Increasing the maintenance dosage of clopidogrel (Plavix^®, Sanofi-Aventis) to 150 mg daily minimizes platelet reactivity in diabetic patients with coronary disease who exhibit a suboptimal response to the standard 75 mg dosage, according to investigators at the University of Florida, Jacksonville¹.

Dr. Dominick Angiolillo, Principal Investigator of the OPTIMUS (Optimizing AntiPlatelet Therapy In Diabetes MellitUS) study said that there are many mechanisms responsible for increased platelet reactivity in diabetic patients, including increased intracellular levels of calcium, increased platelet turnover, and insulin resistance.

"Platelets are the target of the effects of insulin, which down-regulates platelet reactivity. However, type 2 diabetics lack this effect due to their insulin resistance, which favors an increase in platelet reactivity," Dr.
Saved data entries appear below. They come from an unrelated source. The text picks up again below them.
//! Typed views over stored user and role documents.
//!
//! Parsing is split in two tiers: a document whose identity cannot be read is a
//! hard `FailedToParse` error, while a bad entry inside an otherwise valid document
//! (one role reference, one privilege) is skipped and reported as a `Warning`.

use serde_json::{json, Value};

use crate::error::{AuthzError, AuthzResult};
use crate::names::{RoleName, UserName, ADMIN_DB, EXTERNAL_DB};
use crate::versioning::SCHEMA_VERSION_LEGACY;

use super::privilege::Privilege;
use super::warning::Warning;

fn required_str<'a>(doc: &'a Value, field: &str, what: &str) -> AuthzResult<&'a str> {
    match doc.get(field) {
        Some(Value::String(s)) if !s.is_empty() => Ok(s.as_str()),
        _ => Err(AuthzError::parse(format!("{} document missing string field \"{}\"", what, field))),
    }
}

fn parse_role_refs(arr: Option<&Value>, default_db: &str, holder: &str, out: &mut Vec<RoleName>, warnings: &mut Vec<Warning>) {
    let Some(items) = arr.and_then(|v| v.as_array()) else { return; };
    for item in items {
        match RoleName::from_reference(item, default_db) {
            Ok(r) => {
                if !out.contains(&r) { out.push(r); }
            }
            Err(e) => warnings.push(Warning::malformed_reference(holder, &e)),
        }
    }
}

fn parse_privileges(arr: Option<&Value>, holder: &str, out: &mut Vec<Privilege>, warnings: &mut Vec<Warning>) {
    let Some(items) = arr.and_then(|v| v.as_array()) else { return; };
    for item in items {
        match Privilege::from_document(item) {
            Ok(p) => out.push(p),
            Err(e) => warnings.push(Warning::malformed_privilege(holder, &e)),
        }
    }
}

/// The stored record for one user, in whichever layout was live when it was read.
#[derive(Debug, Clone, PartialEq)]
pub struct PrivilegeDocument {
    pub name: UserName,
    /// Opaque credential material; `None` for users that authenticate externally.
    pub credentials: Option<Value>,
    pub roles: Vec<RoleName>,
    /// Inline grants; only the legacy layout carries these.
    pub privileges: Vec<Privilege>,
    pub schema_version: u32,
}

impl PrivilegeDocument {
    /// Parse a user document. `source_db` is the database whose users collection the
    /// document came from; legacy documents take their identity database from it.
    pub fn parse(doc: &Value, schema_version: u32, source_db: &str) -> AuthzResult<(Self, Vec<Warning>)> {
        if !doc.is_object() {
            return Err(AuthzError::parse("user document must be an object"));
        }
        let user = required_str(doc, "user", "user")?;
        let mut warnings = Vec::new();
        if schema_version == SCHEMA_VERSION_LEGACY {
            let name = UserName::new(user, source_db);
            let holder = name.full_name();
            let credentials = match doc.get("pwd") {
                Some(Value::String(h)) => Some(json!({ "MONGODB-CR": h })),
                _ => None,
            };
            let mut roles = Vec::new();
            parse_role_refs(doc.get("roles"), source_db, &holder, &mut roles, &mut warnings);
            // otherDBRoles is only honoured for users defined in admin
            if source_db == ADMIN_DB {
                if let Some(other) = doc.get("otherDBRoles").and_then(|v| v.as_object()) {
                    for (db, refs) in other.iter() {
                        parse_role_refs(Some(refs), db, &holder, &mut roles, &mut warnings);
                    }
                }
            }
            let mut privileges = Vec::new();
            parse_privileges(doc.get("privileges"), &holder, &mut privileges, &mut warnings);
            return Ok((Self { name, credentials, roles, privileges, schema_version }, warnings));
        }

        let db = required_str(doc, "db", "user")?;
        let name = UserName::new(user, db);
        let holder = name.full_name();
        let credentials = match doc.get("credentials") {
            Some(c @ Value::Object(m)) if !m.is_empty() => Some(c.clone()),
            _ => None,
        };
        let mut roles = Vec::new();
        parse_role_refs(doc.get("roles"), db, &holder, &mut roles, &mut warnings);
        Ok((Self { name, credentials, roles, privileges: Vec::new(), schema_version }, warnings))
    }

    /// Externally-authenticated users legitimately have no stored credentials.
    pub fn expects_credentials(&self) -> bool { self.name.db() != EXTERNAL_DB }
}

/// The stored record for one role.
#[derive(Debug, Clone, PartialEq)]
pub struct RoleDocument {
    pub name: RoleName,
    pub roles: Vec<RoleName>,
    pub privileges: Vec<Privilege>,
}

impl RoleDocument {
    pub fn parse(doc: &Value) -> AuthzResult<(Self, Vec<Warning>)> {
        if !doc.is_object() {
            return Err(AuthzError::parse("role document must be an object"));
        }
        let role = required_str(doc, "role", "role")?;
        let db = required_str(doc, "db", "role")?;
        let name = RoleName::new(role, db);
        let holder = name.full_name();
        let mut warnings = Vec::new();
        let mut roles = Vec::new();
        parse_role_refs(doc.get("roles"), db, &holder, &mut roles, &mut warnings);
        let mut privileges = Vec::new();
        parse_privileges(doc.get("privileges"), &holder, &mut privileges, &mut warnings);
        Ok((Self { name, roles, privileges }, warnings))
    }

    pub fn to_document(&self) -> Value {
        json!({
            "_id": self.name.doc_id(),
            "role": self.name.role(),
            "db": self.name.db(),
            "roles": self.roles.iter().map(|r| r.to_reference()).collect::<Vec<_>>(),
            "privileges": self.privileges.iter().map(|p| p.to_document()).collect::<Vec<_>>(),
        })
    }
}

#[cfg(test)]
#[path = "documents_tests.rs"]
mod documents_tests;
use criterion::{criterion_group, criterion_main, BenchmarkId, Criterion, SamplingMode, Throughput};
use rand::{rngs::StdRng, Rng, SeedableRng};
use serde_json::json;
use std::sync::Arc;

use authz_state::config::AuthzConfig;
use authz_state::storage::MemoryStore;
use authz_state::{AuthzManagerExternalState, LocalExternalState, NamespaceString, UserName, WriteConcern};

/// `n` roles in db "bench", each including up to `fanout` random roles with a lower
/// or higher index (so cycles appear), plus one user holding role 0.
fn build_state(n: usize, fanout: usize, seed: u64) -> LocalExternalState {
    let mut rng = StdRng::seed_from_u64(seed);
    let config = AuthzConfig { default_schema_version: 2, ..AuthzConfig::default() };
    let state = LocalExternalState::with_store(Arc::new(MemoryStore::new()), config);
    state.initialize().ok();
    let wc = WriteConcern::default();
    for i in 0..n {
        let subs: Vec<_> = (0..rng.gen_range(0..=fanout))
            .map(|_| json!({"role": format!("r{}", rng.gen_range(0..n)), "db": "bench"}))
            .collect();
        let coll = format!("c{}", rng.gen_range(0..32));
        let doc = json!({
            "_id": format!("bench.r{}", i),
            "role": format!("r{}", i),
            "db": "bench",
            "roles": subs,
            "privileges": [{"resource": {"db": "bench", "collection": coll}, "actions": ["find", format!("act{}", i % 7)]}],
        });
        state.insert(&NamespaceString::admin_roles(), &doc, &wc).ok();
    }
    state
        .insert(
            &NamespaceString::admin_users(),
            &json!({"user": "u", "db": "bench", "credentials": {"x": 1}, "roles": [{"role": "r0", "db": "bench"}]}),
            &wc,
        )
        .ok();
    state
}

fn bench_resolve(c: &mut Criterion) {
    let sizes = [64usize, 512usize];
    let mut group = c.benchmark_group("describe_user");
    group.sampling_mode(SamplingMode::Flat);
    group.sample_size(20);

    for &n in &sizes {
        let state = build_state(n, 4, 0xA07A_5EED);
        let user = UserName::new("u", "bench");
        group.throughput(Throughput::Elements(n as u64));
        group.bench_with_input(BenchmarkId::new("random_graph", n.to_string()), &n, |b, _| {
            b.iter(|| {
                let d = state.get_user_description(&user);
                criterion::black_box(&d);
            });
        });

        // Straight chain r0 -> r1 -> ... exercises the longest BFS frontier path
        let chain = LocalExternalState::with_store(
            Arc::new(MemoryStore::new()),
            AuthzConfig { default_schema_version: 2, ..AuthzConfig::default() },
        );
        let wc = WriteConcern::default();
        for i in 0..n {
            let subs = if i + 1 < n { vec![json!({"role": format!("r{}", i + 1), "db": "bench"})] } else { vec![] };
            chain
                .insert(
                    &NamespaceString::admin_roles(),
                    &json!({"_id": format!("bench.r{}", i), "role": format!("r{}", i), "db": "bench", "roles": subs, "privileges": []}),
                    &wc,
                )
                .ok();
        }
        group.bench_with_input(BenchmarkId::new("chain", n.to_string()), &n, |b, _| {
            b.iter(|| {
                let d = chain.get_role_description(&authz_state::RoleName::new("r0", "bench"));
                criterion::black_box(&d);
            });
        });
    }
    group.finish();
}

criterion_group!(benches, bench_resolve);
criterion_main!(benches);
Angiolillo said.

To test the hypothesis that increasing the dosage of clopidogrel would enhance platelet inhibition, Angiolillo and colleagues randomized type 2 diabetic patients who previously underwent percutaneous coronary intervention and had suboptimal response to standard clopidogrel therapy to either clopidogrel 150 or 75 mg daily for 30 days (N=40). Suboptimal clopidogrel response was defined as ADP-induced maximal platelet aggregation (Agg_max) >50%.
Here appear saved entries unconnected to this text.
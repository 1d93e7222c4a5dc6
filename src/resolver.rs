//! Role-graph resolution for user and role descriptions.
//!
//! The principal's own document must exist and parse; anything wrong further down
//! the graph (a dangling reference, a malformed role, a failed read) is recorded as
//! a `Warning` and expansion carries on. Expansion is breadth-first over a visited
//! set so every reachable role is fetched at most once, cycles included.

use std::collections::{BTreeMap, BTreeSet, HashSet, VecDeque};

use serde_json::json;
use tracing::{debug, warn};

use crate::error::{AuthzError, AuthzResult};
use crate::model::{Description, Principal, PrivilegeDocument, PrivilegeSet, RoleDocument, Warning};
use crate::names::{NamespaceString, RoleName, UserName};
use crate::state::AuthzManagerExternalState;
use crate::versioning::privilege_document_lookup;

/// Accumulated result of walking the role graph.
#[derive(Debug, Default)]
struct Expansion {
    roles: BTreeSet<RoleName>,
    privileges: PrivilegeSet,
    warnings: Vec<Warning>,
    /// Membership edges seen so far, keyed by the role holding them.
    edges: BTreeMap<RoleName, Vec<RoleName>>,
}

/// Role documents are keyed by `_id: "<db>.<role>"`.
fn role_query(role: &RoleName) -> serde_json::Value {
    json!({ "_id": role.doc_id() })
}

/// Fetch and parse one role document; the error distinguishes "absent" from "broken".
fn fetch_role<S>(state: &S, role: &RoleName) -> AuthzResult<(RoleDocument, Vec<Warning>)>
where
    S: AuthzManagerExternalState + ?Sized,
{
    let doc = state.find_one(&NamespaceString::admin_roles(), &role_query(role))?;
    let (parsed, warnings) = RoleDocument::parse(&doc)?;
    if parsed.name != *role {
        return Err(AuthzError::parse(format!("document {} describes role {}", role.doc_id(), parsed.name)));
    }
    Ok((parsed, warnings))
}

fn expand<S>(state: &S, root: Option<&RoleName>, direct: &[RoleName], acc: &mut Expansion)
where
    S: AuthzManagerExternalState + ?Sized,
{
    let mut visited: HashSet<RoleName> = HashSet::new();
    if let Some(r) = root {
        visited.insert(r.clone());
    }
    let mut frontier: VecDeque<RoleName> = direct.iter().cloned().collect();
    while let Some(role) = frontier.pop_front() {
        if !visited.insert(role.clone()) {
            continue;
        }
        match fetch_role(state, &role) {
            Ok((doc, warnings)) => {
                debug!(target: "authz::resolve", "expanded role {} subroles={} privileges={}", role, doc.roles.len(), doc.privileges.len());
                acc.privileges.add_all(doc.privileges.iter());
                acc.warnings.extend(warnings);
                for sub in doc.roles.iter() {
                    if !visited.contains(sub) {
                        frontier.push_back(sub.clone());
                    }
                }
                acc.edges.insert(role.clone(), doc.roles);
                acc.roles.insert(role);
            }
            Err(AuthzError::NoMatchingDocument { .. }) => acc.warnings.push(Warning::role_not_found(&role)),
            Err(e @ AuthzError::FailedToParse { .. }) => acc.warnings.push(Warning::malformed_role(&role, &e)),
            Err(e) => acc.warnings.push(Warning::storage_error(&role, &e)),
        }
    }
}

/// One warning per role that closes a cycle, found by depth-first search over the
/// recorded edges. Shared sub-roles reached by two paths are not cycles.
fn cycle_warnings(starts: &[RoleName], edges: &BTreeMap<RoleName, Vec<RoleName>>) -> Vec<Warning> {
    #[derive(Clone, Copy, PartialEq)]
    enum Mark {
        Open,
        Done,
    }
    let mut marks: BTreeMap<&RoleName, Mark> = BTreeMap::new();
    let mut reported: BTreeSet<&RoleName> = BTreeSet::new();
    let mut out = Vec::new();

    for start in starts {
        if marks.contains_key(start) {
            continue;
        }
        // Explicit stack of (node, next child index) keeps deep graphs off the call stack
        let mut stack: Vec<(&RoleName, usize)> = vec![(start, 0)];
        marks.insert(start, Mark::Open);
        while let Some((node, idx)) = stack.pop() {
            let children = edges.get(node).map(|v| v.as_slice()).unwrap_or(&[]);
            let Some(child) = children.get(idx) else {
                marks.insert(node, Mark::Done);
                continue;
            };
            stack.push((node, idx + 1));
            match marks.get(child) {
                Some(Mark::Open) => {
                    if reported.insert(child) {
                        out.push(Warning::role_cycle(child));
                    }
                }
                Some(Mark::Done) => {}
                None => {
                    marks.insert(child, Mark::Open);
                    stack.push((child, 0));
                }
            }
        }
    }
    out
}

fn log_outcome(desc: &Description) {
    if desc.warnings.is_empty() {
        debug!(target: "authz::resolve", "described {} roles={} privileges={}", desc.principal.full_name(), desc.roles.len(), desc.privileges.len());
    } else {
        warn!(
            target: "authz::resolve",
            "described {} with {} warning(s): {}",
            desc.principal.full_name(),
            desc.warnings.len(),
            desc.warnings.iter().map(|w| w.to_string()).collect::<Vec<_>>().join("; ")
        );
    }
}

/// Fully expanded description of `user` under the active schema version.
pub fn describe_user<S>(state: &S, user: &UserName) -> AuthzResult<Description>
where
    S: AuthzManagerExternalState + ?Sized,
{
    let version = state.active_schema_version()?;
    let (ns, query) = privilege_document_lookup(user, version)?;
    let raw = match state.find_one(&ns, &query) {
        Ok(d) => d,
        Err(e) if e.is_not_found() => return Err(AuthzError::user_not_found(format!("Could not find user {}", user))),
        Err(e) => return Err(e),
    };
    let (doc, parse_warnings) = PrivilegeDocument::parse(&raw, version, user.db())?;

    let mut acc = Expansion::default();
    acc.warnings.extend(parse_warnings);
    if doc.credentials.is_none() && doc.expects_credentials() {
        acc.warnings.push(Warning::missing_credentials(user));
    }
    acc.privileges.add_all(doc.privileges.iter());
    expand(state, None, &doc.roles, &mut acc);
    let cycles = cycle_warnings(&doc.roles, &acc.edges);
    acc.warnings.extend(cycles);

    let desc = Description {
        principal: Principal::User(user.clone()),
        credentials: doc.credentials,
        direct_roles: doc.roles,
        roles: acc.roles,
        privileges: acc.privileges,
        warnings: acc.warnings,
    };
    log_outcome(&desc);
    Ok(desc)
}

/// Fully expanded description of `role`. The role itself is not part of its own role set.
pub fn describe_role<S>(state: &S, role: &RoleName) -> AuthzResult<Description>
where
    S: AuthzManagerExternalState + ?Sized,
{
    let (doc, parse_warnings) = match fetch_role(state, role) {
        Ok(v) => v,
        Err(e) if e.is_not_found() => return Err(AuthzError::role_not_found(format!("Could not find role {}", role))),
        Err(e) => return Err(e),
    };

    let mut acc = Expansion::default();
    acc.warnings.extend(parse_warnings);
    acc.privileges.add_all(doc.privileges.iter());
    expand(state, Some(role), &doc.roles, &mut acc);
    acc.edges.insert(role.clone(), doc.roles.clone());
    let cycles = cycle_warnings(std::slice::from_ref(role), &acc.edges);
    acc.warnings.extend(cycles);

    let desc = Description {
        principal: Principal::Role(role.clone()),
        credentials: None,
        direct_roles: doc.roles,
        roles: acc.roles,
        privileges: acc.privileges,
        warnings: acc.warnings,
    };
    log_outcome(&desc);
    Ok(desc)
}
After 30 days, patients resumed standard dosage of clopidogrel. Patients also received 81 mg aspirin daily. Patients with contrindications to aspirin or clopidogrel, impaired glucose tolerance, or type 2 diabetes without pharmacological treatment were excluded.
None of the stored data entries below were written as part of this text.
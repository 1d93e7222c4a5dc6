use std::collections::{BTreeMap, BTreeSet};
use std::fmt::{Display, Formatter};

use serde::{Deserialize, Serialize};
use serde_json::{json, Value};

use crate::error::{AuthzError, AuthzResult};

pub type ActionSet = BTreeSet<String>;

/// What a privilege applies to. Empty `db`/`collection` strings mean "any".
#[derive(Debug, Clone, PartialEq, Eq, Hash, PartialOrd, Ord, Serialize, Deserialize)]
pub enum ResourcePattern {
    Cluster,
    AnyResource,
    Namespace { db: String, collection: String },
}

impl ResourcePattern {
    pub fn database(db: impl Into<String>) -> Self {
        ResourcePattern::Namespace { db: db.into(), collection: String::new() }
    }

    pub fn collection(db: impl Into<String>, collection: impl Into<String>) -> Self {
        ResourcePattern::Namespace { db: db.into(), collection: collection.into() }
    }

    pub fn from_document(v: &Value) -> AuthzResult<Self> {
        let Some(m) = v.as_object() else {
            return Err(AuthzError::parse(format!("resource must be a document: {}", v)));
        };
        if m.get("cluster").and_then(|x| x.as_bool()) == Some(true) {
            return Ok(ResourcePattern::Cluster);
        }
        if m.get("anyResource").and_then(|x| x.as_bool()) == Some(true) {
            return Ok(ResourcePattern::AnyResource);
        }
        let db = match m.get("db") {
            Some(Value::String(s)) => s.clone(),
            _ => return Err(AuthzError::parse(format!("resource missing string \"db\": {}", v))),
        };
        let collection = match m.get("collection") {
            None | Some(Value::Null) => String::new(),
            Some(Value::String(s)) => s.clone(),
            Some(_) => return Err(AuthzError::parse(format!("resource \"collection\" must be a string: {}", v))),
        };
        Ok(ResourcePattern::Namespace { db, collection })
    }

    pub fn to_document(&self) -> Value {
        match self {
            ResourcePattern::Cluster => json!({ "cluster": true }),
            ResourcePattern::AnyResource => json!({ "anyResource": true }),
            ResourcePattern::Namespace { db, collection } => json!({ "db": db, "collection": collection }),
        }
    }
}

impl Display for ResourcePattern {
    fn fmt(&self, f: &mut Formatter<'_>) -> std::fmt::Result {
        match self {
            ResourcePattern::Cluster => write!(f, "<cluster>"),
            ResourcePattern::AnyResource => write!(f, "<any resource>"),
            ResourcePattern::Namespace { db, collection } if collection.is_empty() => write!(f, "{}.*", if db.is_empty() { "*" } else { db }),
            ResourcePattern::Namespace { db, collection } => write!(f, "{}.{}", if db.is_empty() { "*" } else { db }, collection),
        }
    }
}

#[derive(Debug, Clone, PartialEq, Eq, Serialize, Deserialize)]
pub struct Privilege {
    pub resource: ResourcePattern,
    pub actions: ActionSet,
}

impl Privilege {
    pub fn new<I, S>(resource: ResourcePattern, actions: I) -> Self
    where
        I: IntoIterator<Item = S>,
        S: Into<String>,
    {
        Self { resource, actions: actions.into_iter().map(Into::into).collect() }
    }

    /// `{ resource: {...}, actions: [..] }`; at least one action is required.
    pub fn from_document(v: &Value) -> AuthzResult<Self> {
        let resource = match v.get("resource") {
            Some(r) => ResourcePattern::from_document(r)?,
            None => return Err(AuthzError::parse(format!("privilege missing \"resource\": {}", v))),
        };
        let Some(arr) = v.get("actions").and_then(|a| a.as_array()) else {
            return Err(AuthzError::parse(format!("privilege missing \"actions\" array: {}", v)));
        };
        let mut actions = ActionSet::new();
        for a in arr {
            match a.as_str() {
                Some(s) if !s.is_empty() => { actions.insert(s.to_string()); }
                _ => return Err(AuthzError::parse(format!("privilege action must be a non-empty string: {}", a))),
            }
        }
        if actions.is_empty() {
            return Err(AuthzError::parse(format!("privilege grants no actions on {}", resource)));
        }
        Ok(Self { resource, actions })
    }

    pub fn to_document(&self) -> Value {
        json!({ "resource": self.resource.to_document(), "actions": self.actions.iter().collect::<Vec<_>>() })
    }
}

/// Privileges keyed by resource; adding a privilege for a known resource unions
/// the action sets, so whichever path grants more wins.
#[derive(Debug, Clone, Default, PartialEq, Eq, Serialize, Deserialize)]
pub struct PrivilegeSet {
    by_resource: BTreeMap<ResourcePattern, ActionSet>,
}

impl PrivilegeSet {
    pub fn new() -> Self { Self::default() }

    pub fn add(&mut self, p: &Privilege) {
        self.by_resource.entry(p.resource.clone()).or_default().extend(p.actions.iter().cloned());
    }

    pub fn add_all<'a, I: IntoIterator<Item = &'a Privilege>>(&mut self, ps: I) {
        for p in ps { self.add(p); }
    }

    pub fn actions_for(&self, resource: &ResourcePattern) -> Option<&ActionSet> { self.by_resource.get(resource) }

    pub fn len(&self) -> usize { self.by_resource.len() }
    pub fn is_empty(&self) -> bool { self.by_resource.is_empty() }

    pub fn iter(&self) -> impl Iterator<Item = (&ResourcePattern, &ActionSet)> { self.by_resource.iter() }

    pub fn to_privileges(&self) -> Vec<Privilege> {
        self.by_resource
            .iter()
            .map(|(r, a)| Privilege { resource: r.clone(), actions: a.clone() })
            .collect()
    }

    pub fn to_document(&self) -> Value {
        Value::Array(self.to_privileges().iter().map(|p| p.to_document()).collect())
    }
}

#[cfg(test)]
mod tests {
    use super::*;

    #[test]
    fn parses_resource_forms() {
        assert_eq!(ResourcePattern::from_document(&json!({"cluster": true})).unwrap(), ResourcePattern::Cluster);
        assert_eq!(ResourcePattern::from_document(&json!({"anyResource": true})).unwrap(), ResourcePattern::AnyResource);
        assert_eq!(ResourcePattern::from_document(&json!({"db": "app"})).unwrap(), ResourcePattern::database("app"));
        assert_eq!(
            ResourcePattern::from_document(&json!({"db": "app", "collection": "orders"})).unwrap(),
            ResourcePattern::collection("app", "orders")
        );
        assert!(ResourcePattern::from_document(&json!({"collection": "orders"})).is_err());
        assert!(ResourcePattern::from_document(&json!("app")).is_err());
    }

    #[test]
    fn privilege_requires_actions() {
        assert!(Privilege::from_document(&json!({"resource": {"db": "app"}, "actions": []})).is_err());
        assert!(Privilege::from_document(&json!({"resource": {"db": "app"}})).is_err());
        assert!(Privilege::from_document(&json!({"resource": {"db": "app"}, "actions": [1]})).is_err());
        let p = Privilege::from_document(&json!({"resource": {"db": "app"}, "actions": ["read", "read"]})).unwrap();
        assert_eq!(p.actions.len(), 1);
    }

    #[test]
    fn set_unions_actions_per_resource() {
        let mut set = PrivilegeSet::new();
        set.add(&Privilege::new(ResourcePattern::database("app"), ["read", "write"]));
        set.add(&Privilege::new(ResourcePattern::database("app"), ["dropCollection", "read"]));
        set.add(&Privilege::new(ResourcePattern::Cluster, ["shutdown"]));
        assert_eq!(set.len(), 2);
        let acts: Vec<&str> = set.actions_for(&ResourcePattern::database("app")).unwrap().iter().map(|s| s.as_str()).collect();
        assert_eq!(acts, vec!["dropCollection", "read", "write"]);
    }
}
Aggmax was similar at baseline in the standard and increased dosage groups. At 30 days, there was a significant reduction in Agg_max in the 150 mg group compared to both baseline and standard therapy (Figure 1). 20 µmol/L ADP-induced platelet aggregation at 5 minutes (Agg_late) was also significantly reduced in the 150 mg group at 30 days (Figure 2).

Platelet disaggregation and P2Y12 reactivity also declined significantly at 30 days in the 150 mg group. 30 days after patients in the 150 mg group returned to standard maintenance dosage, levels of Agg_max, Agg_late, diaggregation, and P2Y12 returned to levels comparable to baseline.

Despite the efficacy of increased clopidogrel dosage, it should be noted that 60% of patients in the 150 mg group did not exhibit reduced platelet reactivity. Dr. Angiolillo said that such high inter-individual response is likely due to variability in the metabolism of clopidogrel..

"There may be other mechanisms, different from P2Y12 signaling, which remain upregulated in the diabetic platelet," he said.

Dr. Angiolillo also commented that although reducing platelet function below a certain threshold may improve clinical outcomes, clinicians should not yet up-titrate the dosage of clopidogrel in diabetic patients.

"[A]t the current stage we cannot recommend a similar strategy in clinical practice as studies evaluating the safety and efficacy of more potent antiplatelet drug regimens are warranted," he said.

Reference

1. Angiolillo DJ, Shoemaker SB, Desai B, et al. Randomized Comparison of a High Clopidogrel Maintenance Dose in Patients With Diabetes Mellitus and Coronary Artery Disease. Circulation 2007;doi:10.1161/CIRCULATIONAHA.106.667741.